About this exercise – Say how many lines in the records hold the word "seen", and give nothing but that number.

--- --- ---

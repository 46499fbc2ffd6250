// Copyright 2022 Sean Gillespie.
//
// Licensed under the Apache License, Version 2.0 <LICENSE-APACHE or
// http://www.apache.org/licenses/LICENSE-2.0> or the MIT license
// <LICENSE-MIT or http://opensource.org/licenses/MIT>, at your
// option. This file may not be copied, modified, or distributed
// except according to those terms.

//! Precomputed attack tables and sliding-piece attack generation.
//!
//! Knight, king, and pawn attacks are simple per-square lookups. Sliding attacks use
//! hyperbola quintessence: the occupancy along a masked line is turned into an attack set
//! with the `(o - 2s) ^ reverse(o' - 2s')` subtraction trick, where the reverse is a byte
//! swap for files and diagonals and a per-byte bit mirror for ranks.

use std::sync::LazyLock;

use crate::core::*;

const SS_RANK_12: SquareSet = SS_RANK_1.or(SS_RANK_2);
const SS_RANK_78: SquareSet = SS_RANK_7.or(SS_RANK_8);

const SS_FILE_AB: SquareSet = SS_FILE_A.or(SS_FILE_B);
const SS_FILE_GH: SquareSet = SS_FILE_G.or(SS_FILE_H);

struct KingTable {
    table: [SquareSet; 64],
}

impl KingTable {
    pub fn new() -> KingTable {
        let mut kt = KingTable {
            table: [SquareSet::empty(); 64],
        };

        for sq in squares() {
            let mut board = SquareSet::empty();
            if !SS_RANK_8.contains(sq) {
                board.insert(sq.plus(8));
                if !SS_FILE_A.contains(sq) {
                    board.insert(sq.plus(7));
                }
                if !SS_FILE_H.contains(sq) {
                    board.insert(sq.plus(9));
                }
            }

            if !SS_RANK_1.contains(sq) {
                board.insert(sq.plus(-8));
                if !SS_FILE_A.contains(sq) {
                    board.insert(sq.plus(-9));
                }
                if !SS_FILE_H.contains(sq) {
                    board.insert(sq.plus(-7));
                }
            }

            if !SS_FILE_A.contains(sq) {
                board.insert(sq.plus(-1));
            }
            if !SS_FILE_H.contains(sq) {
                board.insert(sq.plus(1));
            }

            kt.table[sq.index()] = board;
        }

        kt
    }
}

struct PawnTable {
    table: [[SquareSet; 2]; 64],
}

impl PawnTable {
    pub fn new() -> PawnTable {
        let mut pt = PawnTable {
            table: [[SquareSet::empty(); 2]; 64],
        };

        for sq in squares() {
            for color in colors() {
                let mut board = SquareSet::empty();
                let (edge_rank, up_left, up_right) = match color {
                    Color::White => (SS_RANK_8, 7, 9),
                    Color::Black => (SS_RANK_1, -9, -7),
                };

                if edge_rank.contains(sq) {
                    // A pawn can never stand on its promotion rank.
                    continue;
                }

                if !SS_FILE_A.contains(sq) {
                    board.insert(sq.plus(up_left));
                }
                if !SS_FILE_H.contains(sq) {
                    board.insert(sq.plus(up_right));
                }

                pt.table[sq.index()][color.index()] = board;
            }
        }

        pt
    }
}

struct KnightTable {
    table: [SquareSet; 64],
}

impl KnightTable {
    pub fn new() -> KnightTable {
        let mut kt = KnightTable {
            table: [SquareSet::empty(); 64],
        };

        for sq in squares() {
            let mut board = SquareSet::empty();
            if !SS_FILE_A.contains(sq) && !SS_RANK_78.contains(sq) {
                board.insert(sq.plus(15));
            }
            if !SS_FILE_H.contains(sq) && !SS_RANK_78.contains(sq) {
                board.insert(sq.plus(17));
            }
            if !SS_FILE_GH.contains(sq) && !SS_RANK_8.contains(sq) {
                board.insert(sq.plus(10));
            }
            if !SS_FILE_GH.contains(sq) && !SS_RANK_1.contains(sq) {
                board.insert(sq.plus(-6));
            }
            if !SS_FILE_H.contains(sq) && !SS_RANK_12.contains(sq) {
                board.insert(sq.plus(-15));
            }
            if !SS_FILE_A.contains(sq) && !SS_RANK_12.contains(sq) {
                board.insert(sq.plus(-17));
            }
            if !SS_FILE_AB.contains(sq) && !SS_RANK_1.contains(sq) {
                board.insert(sq.plus(-10));
            }
            if !SS_FILE_AB.contains(sq) && !SS_RANK_8.contains(sq) {
                board.insert(sq.plus(6));
            }
            kt.table[sq.index()] = board;
        }
        kt
    }
}

/// Per-square line masks for the hyperbola attack routines. Each mask excludes the slider's
/// own square.
struct MaskTable {
    rank_ex: [u64; 64],
    file_ex: [u64; 64],
    diag_ex: [u64; 64],
    anti_diag_ex: [u64; 64],
}

impl MaskTable {
    pub fn new() -> MaskTable {
        let mut mt = MaskTable {
            rank_ex: [0; 64],
            file_ex: [0; 64],
            diag_ex: [0; 64],
            anti_diag_ex: [0; 64],
        };

        for sq in squares() {
            mt.rank_ex[sq.index()] = ray(sq, Direction::East).or(ray(sq, Direction::West)).bits();
            mt.file_ex[sq.index()] = ray(sq, Direction::North)
                .or(ray(sq, Direction::South))
                .bits();
            mt.diag_ex[sq.index()] = ray(sq, Direction::NorthEast)
                .or(ray(sq, Direction::SouthWest))
                .bits();
            mt.anti_diag_ex[sq.index()] = ray(sq, Direction::NorthWest)
                .or(ray(sq, Direction::SouthEast))
                .bits();
        }
        mt
    }
}

/// Squares strictly between two aligned squares, and the full line through them. Used for
/// check evasion (blocking squares) and pin restriction.
struct BetweenTable {
    between: Vec<[SquareSet; 64]>,
    line: Vec<[SquareSet; 64]>,
}

impl BetweenTable {
    pub fn new() -> BetweenTable {
        let mut bt = BetweenTable {
            between: vec![[SquareSet::empty(); 64]; 64],
            line: vec![[SquareSet::empty(); 64]; 64],
        };

        let dirs = [
            Direction::North,
            Direction::NorthEast,
            Direction::East,
            Direction::SouthEast,
            Direction::South,
            Direction::SouthWest,
            Direction::West,
            Direction::NorthWest,
        ];

        for sq in squares() {
            for dir in dirs {
                let edge = edge_of(dir);
                if edge.contains(sq) {
                    continue;
                }

                let full = ray(sq, dir)
                    .or(ray(sq, dir.reverse()))
                    .or(SquareSet::single(sq));
                let mut seen = SquareSet::empty();
                let mut cursor = sq;
                loop {
                    cursor = cursor.towards(dir);
                    bt.between[sq.index()][cursor.index()] = seen;
                    bt.line[sq.index()][cursor.index()] = full;
                    seen.insert(cursor);
                    if edge.contains(cursor) {
                        break;
                    }
                }
            }
        }
        bt
    }
}

fn edge_of(dir: Direction) -> SquareSet {
    match dir {
        Direction::North => SS_RANK_8,
        Direction::NorthEast => SS_RANK_8.or(SS_FILE_H),
        Direction::East => SS_FILE_H,
        Direction::SouthEast => SS_RANK_1.or(SS_FILE_H),
        Direction::South => SS_RANK_1,
        Direction::SouthWest => SS_RANK_1.or(SS_FILE_A),
        Direction::West => SS_FILE_A,
        Direction::NorthWest => SS_RANK_8.or(SS_FILE_A),
    }
}

/// Casts a ray from the given square towards the edge of the board, excluding the square
/// itself.
fn ray(sq: Square, dir: Direction) -> SquareSet {
    let edge = edge_of(dir);
    let mut entry = SquareSet::empty();
    if edge.contains(sq) {
        return entry;
    }

    let mut cursor = sq;
    loop {
        cursor = cursor.towards(dir);
        entry.insert(cursor);
        if edge.contains(cursor) {
            break;
        }
    }
    entry
}

static KING_TABLE: LazyLock<KingTable> = LazyLock::new(KingTable::new);
static PAWN_TABLE: LazyLock<PawnTable> = LazyLock::new(PawnTable::new);
static KNIGHT_TABLE: LazyLock<KnightTable> = LazyLock::new(KnightTable::new);
static MASK_TABLE: LazyLock<MaskTable> = LazyLock::new(MaskTable::new);
static BETWEEN_TABLE: LazyLock<BetweenTable> = LazyLock::new(BetweenTable::new);

/// Mirrors a bitboard horizontally about the center files: file a maps to file h and vice
/// versa. This is the "reverse" operation for rank attacks, where a byte swap would be a
/// no-op.
const fn mirror_horizontal(mut x: u64) -> u64 {
    const K1: u64 = 0x5555555555555555;
    const K2: u64 = 0x3333333333333333;
    const K4: u64 = 0x0f0f0f0f0f0f0f0f;
    x = ((x >> 1) & K1) | ((x & K1) << 1);
    x = ((x >> 2) & K2) | ((x & K2) << 2);
    x = ((x >> 4) & K4) | ((x & K4) << 4);
    x
}

/// Hyperbola quintessence along a byte-swappable line (file, diagonal, or anti-diagonal).
fn swapped_line_attacks(occ: u64, sq: Square, mask_ex: u64) -> u64 {
    let slider = 1u64 << sq.as_u8();
    let mut forward = occ & mask_ex;
    let mut reverse = forward.swap_bytes();
    forward = forward.wrapping_sub(slider);
    reverse = reverse.wrapping_sub(slider.swap_bytes());
    forward ^= reverse.swap_bytes();
    forward & mask_ex
}

/// The same subtraction trick along a rank, with a per-byte bit mirror as the reverse.
fn rank_line_attacks(occ: u64, sq: Square, mask_ex: u64) -> u64 {
    let slider = 1u64 << sq.as_u8();
    let mut forward = occ & mask_ex;
    let mut reverse = mirror_horizontal(forward);
    forward = forward.wrapping_sub(slider);
    reverse = reverse.wrapping_sub(mirror_horizontal(slider));
    forward ^= mirror_horizontal(reverse);
    forward & mask_ex
}

pub fn pawn_attacks(sq: Square, color: Color) -> SquareSet {
    PAWN_TABLE.table[sq.index()][color.index()]
}

pub fn knight_attacks(sq: Square) -> SquareSet {
    KNIGHT_TABLE.table[sq.index()]
}

pub fn king_attacks(sq: Square) -> SquareSet {
    KING_TABLE.table[sq.index()]
}

pub fn bishop_attacks(sq: Square, occupancy: SquareSet) -> SquareSet {
    let occ = occupancy.bits();
    let diag = swapped_line_attacks(occ, sq, MASK_TABLE.diag_ex[sq.index()]);
    let anti = swapped_line_attacks(occ, sq, MASK_TABLE.anti_diag_ex[sq.index()]);
    SquareSet::from_bits(diag | anti)
}

pub fn rook_attacks(sq: Square, occupancy: SquareSet) -> SquareSet {
    let occ = occupancy.bits();
    let file = swapped_line_attacks(occ, sq, MASK_TABLE.file_ex[sq.index()]);
    let rank = rank_line_attacks(occ, sq, MASK_TABLE.rank_ex[sq.index()]);
    SquareSet::from_bits(file | rank)
}

pub fn queen_attacks(sq: Square, occupancy: SquareSet) -> SquareSet {
    bishop_attacks(sq, occupancy) | rook_attacks(sq, occupancy)
}

pub fn attacks(kind: PieceKind, color: Color, sq: Square, occupancy: SquareSet) -> SquareSet {
    match kind {
        PieceKind::Pawn => pawn_attacks(sq, color),
        PieceKind::Knight => knight_attacks(sq),
        PieceKind::Bishop => bishop_attacks(sq, occupancy),
        PieceKind::Rook => rook_attacks(sq, occupancy),
        PieceKind::Queen => queen_attacks(sq, occupancy),
        PieceKind::King => king_attacks(sq),
    }
}

/// Squares strictly between two squares, or the empty set when they do not share a rank,
/// file, or diagonal.
pub fn between(a: Square, b: Square) -> SquareSet {
    BETWEEN_TABLE.between[a.index()][b.index()]
}

/// The full line (edge to edge, endpoints included) through two squares, or the empty set
/// when they are not aligned.
pub fn line_through(a: Square, b: Square) -> SquareSet {
    BETWEEN_TABLE.line[a.index()][b.index()]
}

#[cfg(test)]
mod tests {
    use super::*;

    #[test]
    fn king_corner() {
        let attacks = king_attacks(A1);
        assert_eq!(attacks.len(), 3);
        assert!(attacks.contains(A2));
        assert!(attacks.contains(B1));
        assert!(attacks.contains(B2));
    }

    #[test]
    fn knight_corner() {
        let attacks = knight_attacks(H8);
        assert_eq!(attacks.len(), 2);
        assert!(attacks.contains(F7));
        assert!(attacks.contains(G6));
    }

    #[test]
    fn pawn_edge_files() {
        assert_eq!(pawn_attacks(A2, Color::White).len(), 1);
        assert!(pawn_attacks(A2, Color::White).contains(B3));
        assert!(pawn_attacks(D5, Color::Black).contains(C4));
        assert!(pawn_attacks(D5, Color::Black).contains(E4));
    }

    #[test]
    fn rook_empty_board() {
        let attacks = rook_attacks(A1, SquareSet::empty());
        assert_eq!(attacks.len(), 14);
        assert!(attacks.contains(A8));
        assert!(attacks.contains(H1));
        assert!(!attacks.contains(A1));
    }

    #[test]
    fn rook_blocked() {
        let mut occ = SquareSet::empty();
        occ.insert(D4);
        occ.insert(D6);
        occ.insert(F4);
        let attacks = rook_attacks(D4, occ);
        // Up the file: stops at (and includes) the blocker on d6.
        assert!(attacks.contains(D5));
        assert!(attacks.contains(D6));
        assert!(!attacks.contains(D7));
        // Along the rank: stops at the blocker on f4.
        assert!(attacks.contains(E4));
        assert!(attacks.contains(F4));
        assert!(!attacks.contains(G4));
        // Down and left are open to the edge.
        assert!(attacks.contains(D1));
        assert!(attacks.contains(A4));
    }

    #[test]
    fn bishop_blocked() {
        let mut occ = SquareSet::empty();
        occ.insert(C1);
        occ.insert(F4);
        let attacks = bishop_attacks(D2, occ);
        // Blockers are included; squares beyond them are not.
        assert!(attacks.contains(C1));
        assert!(attacks.contains(E3));
        assert!(attacks.contains(F4));
        assert!(!attacks.contains(G5));
        assert!(!attacks.contains(H6));
        // The north-west and south-east rays are open.
        assert!(attacks.contains(C3));
        assert!(attacks.contains(B4));
        assert!(attacks.contains(A5));
        assert!(attacks.contains(E1));
        assert!(!attacks.contains(D2));
    }

    #[test]
    fn queen_center() {
        let attacks = queen_attacks(D4, SquareSet::empty());
        assert_eq!(attacks.len(), 27);
    }

    #[test]
    fn between_aligned() {
        assert_eq!(between(A1, A4), SquareSet::single(A2) | SquareSet::single(A3));
        assert_eq!(between(A1, H8).len(), 6);
        assert!(between(A1, H8).contains(D4));
        assert!(between(A1, B3).is_empty());
        assert!(between(E4, E5).is_empty());
    }

    #[test]
    fn line_through_aligned() {
        let line = line_through(D4, D7);
        assert_eq!(line, SquareSet::all().file(FILE_D));
        assert!(line_through(A1, B3).is_empty());
        let diag = line_through(C3, E5);
        assert!(diag.contains(A1));
        assert!(diag.contains(H8));
    }
}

--- --- ---

Expected output – 3